*** GIVEN INFORMATION Section Begins ***

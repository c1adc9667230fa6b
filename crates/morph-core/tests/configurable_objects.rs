use morph_core::{named_object, Configurable, EnergyKind, Named, ParameterList};

/// Component with no configurable state; exercises the trait defaults.
struct IdentityTransform;

named_object!(IdentityTransform);

impl Configurable for IdentityTransform {}

/// Spring force with a small parameter vocabulary.
struct SpringForce {
    weight: f64,
    rest_length: f64,
}

named_object!(SpringForce);

impl Default for SpringForce {
    fn default() -> Self {
        Self {
            weight: 1.0,
            rest_length: 0.0,
        }
    }
}

impl Configurable for SpringForce {
    fn set(&mut self, name: &str, value: &str) -> bool {
        match name {
            "Weight" => match value.parse() {
                Ok(weight) => {
                    self.weight = weight;
                    true
                }
                Err(_) => false,
            },
            "Rest length" => match value.parse() {
                Ok(length) => {
                    self.rest_length = length;
                    true
                }
                Err(_) => false,
            },
            _ => false,
        }
    }

    fn parameters(&self) -> ParameterList {
        let mut params = ParameterList::new();
        params
            .insert("Weight", self.weight)
            .insert("Rest length", self.rest_length);
        params
    }
}

/// Similarity term whose reported class name follows its configured kind.
struct SimilarityTerm {
    kind: EnergyKind,
}

impl Named for SimilarityTerm {
    fn type_name() -> &'static str {
        "SimilarityTerm"
    }

    fn class_name(&self) -> &str {
        self.kind.as_str()
    }
}

impl Configurable for SimilarityTerm {
    fn set(&mut self, name: &str, value: &str) -> bool {
        if name != "Similarity measure" {
            return false;
        }
        match EnergyKind::from_name(value) {
            Some(kind) => {
                self.kind = kind;
                true
            }
            None => false,
        }
    }

    fn parameters(&self) -> ParameterList {
        let mut params = ParameterList::new();
        params.insert("Similarity measure", self.kind);
        params
    }
}

#[test]
fn named_object_fixes_both_names() {
    assert_eq!(SpringForce::type_name(), "SpringForce");
    assert_eq!(SpringForce::default().class_name(), "SpringForce");
}

#[test]
fn default_contract_rejects_everything() {
    let mut identity = IdentityTransform;
    assert!(!identity.set("Weight", "1"));
    assert!(identity.parameters().is_empty());
    // Applying a non-empty list to a default component is a no-op.
    identity.set_parameters(&[("Weight", "1")].into_iter().collect());
    assert!(identity.parameters().is_empty());
}

#[test]
fn set_reports_unknown_name_and_bad_value_alike() {
    let mut force = SpringForce::default();
    assert!(force.set("Weight", "0.5"));
    assert!(!force.set("Stiffness", "0.5"));
    assert!(!force.set("Weight", "heavy"));
    // The rejected assignments left the accepted one intact.
    assert_eq!(force.weight, 0.5);
}

#[test]
fn parameters_report_current_state_in_stable_order() {
    let mut force = SpringForce::default();
    force.set("Rest length", "2.5");

    let params = force.parameters();
    let names: Vec<&str> = params.iter().map(|entry| entry.name.as_str()).collect();
    assert_eq!(names, ["Weight", "Rest length"]);
    assert_eq!(params.get("Weight"), "1");
    assert_eq!(params.get("Rest length"), "2.5");
}

#[test]
fn apply_all_is_not_transactional() {
    let mut force = SpringForce::default();
    let params: ParameterList = [
        ("Weight", "0.25"),
        ("Stiffness", "3"),
        ("Rest length", "1.5"),
    ]
    .into_iter()
    .collect();

    force.set_parameters(&params);

    // The unrecognized middle entry was skipped, the others applied.
    assert_eq!(force.weight, 0.25);
    assert_eq!(force.rest_length, 1.5);
}

#[test]
fn mutable_class_name_follows_state() {
    let mut term = SimilarityTerm {
        kind: EnergyKind::Unknown,
    };
    assert_eq!(SimilarityTerm::type_name(), "SimilarityTerm");
    assert_eq!(term.class_name(), "Unknown");

    assert!(term.set("Similarity measure", "NMI"));
    assert_eq!(term.class_name(), "NMI");

    // Aliases resolve through the same path as canonical names.
    assert!(term.set("Similarity measure", "NCC"));
    assert_eq!(term.class_name(), "LNCC");
}

#[test]
fn contract_is_object_safe() {
    let mut components: Vec<Box<dyn Configurable>> = vec![
        Box::new(IdentityTransform),
        Box::new(SpringForce::default()),
        Box::new(SimilarityTerm {
            kind: EnergyKind::SumOfSquaredDifferences,
        }),
    ];

    let config: ParameterList = [("Weight", "0.75")].into_iter().collect();
    for component in &mut components {
        component.set_parameters(&config);
    }

    let names: Vec<String> = components
        .iter()
        .map(|component| component.class_name().to_string())
        .collect();
    assert_eq!(names, ["IdentityTransform", "SpringForce", "SSD"]);
    assert_eq!(components[1].parameters().get("Weight"), "0.75");
}

#[test]
fn subcomponent_parameters_nest_under_parent_name() {
    let spring = SpringForce::default();
    let mut force_params = ParameterList::new();
    force_params.insert("Implicit surface weight", 2);
    force_params.merge_prefixed(&spring.parameters(), "Spring");

    let names: Vec<&str> = force_params
        .iter()
        .map(|entry| entry.name.as_str())
        .collect();
    assert_eq!(
        names,
        ["Implicit surface weight", "Spring weight", "Spring rest length"]
    );
}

*** GIVEN INFORMATION Section Ends ***

- EXERCISE REQUIREMENTS
Whenever the string "SimilarityTerm" shows up in a line of the records, copy that line.

- YOUR SOLUTION
struct SimilarityTerm {
impl Named for SimilarityTerm {
        "SimilarityTerm"
impl Configurable for SimilarityTerm {
    let mut term = SimilarityTerm {
    assert_eq!(SimilarityTerm::type_name(), "SimilarityTerm");
        Box::new(SimilarityTerm {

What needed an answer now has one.